*ASSIGNED TASK*
Copy out each line of the listing below that contains the word "WebhookDelivery".

*SUPPLIED MATERIAL*
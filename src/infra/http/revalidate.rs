use axum::{
    Json,
    body::Bytes,
    extract::{RawQuery, State},
    http::{HeaderMap, StatusCode, header::AUTHORIZATION},
    response::{IntoResponse, Response},
};
use geographer_api_types::RevalidationResponse;

use crate::application::auth::provided_secret;
use crate::application::revalidate::{RevalidationOutcome, WebhookDelivery};

use super::WebhookState;

/// `POST /api/revalidate`
///
/// The body is taken as raw bytes so that authentication always runs
/// before any attempt to parse it.
pub(super) async fn revalidate(
    State(state): State<WebhookState>,
    RawQuery(query): RawQuery,
    headers: HeaderMap,
    body: Bytes,
) -> Response {
    let authorization = headers
        .get(AUTHORIZATION)
        .and_then(|value| value.to_str().ok());
    let query_secret = query.as_deref().and_then(secret_from_query);
    let secret = provided_secret(authorization, query_secret.as_deref());

    let delivery = WebhookDelivery {
        secret: &secret,
        body: &body,
    };

    match state.revalidation.handle(delivery).await {
        Ok(RevalidationOutcome::Revalidated { tags }) => {
            let tags = tags.into_iter().map(|tag| tag.into_string()).collect();
            (StatusCode::OK, Json(RevalidationResponse::success(tags))).into_response()
        }
        Ok(RevalidationOutcome::Unhandled { document_type }) => (
            StatusCode::ACCEPTED,
            Json(RevalidationResponse::rejected(format!(
                "Unhandled Sanity type \"{document_type}\"."
            ))),
        )
            .into_response(),
        Err(err) => err.into_response(),
    }
}

fn secret_from_query(query: &str) -> Option<String> {
    url::form_urlencoded::parse(query.as_bytes())
        .find(|(key, _)| key == "secret")
        .map(|(_, value)| value.into_owned())
}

*SOLUTION*
use crate::application::revalidate::{RevalidationOutcome, WebhookDelivery};
    let delivery = WebhookDelivery {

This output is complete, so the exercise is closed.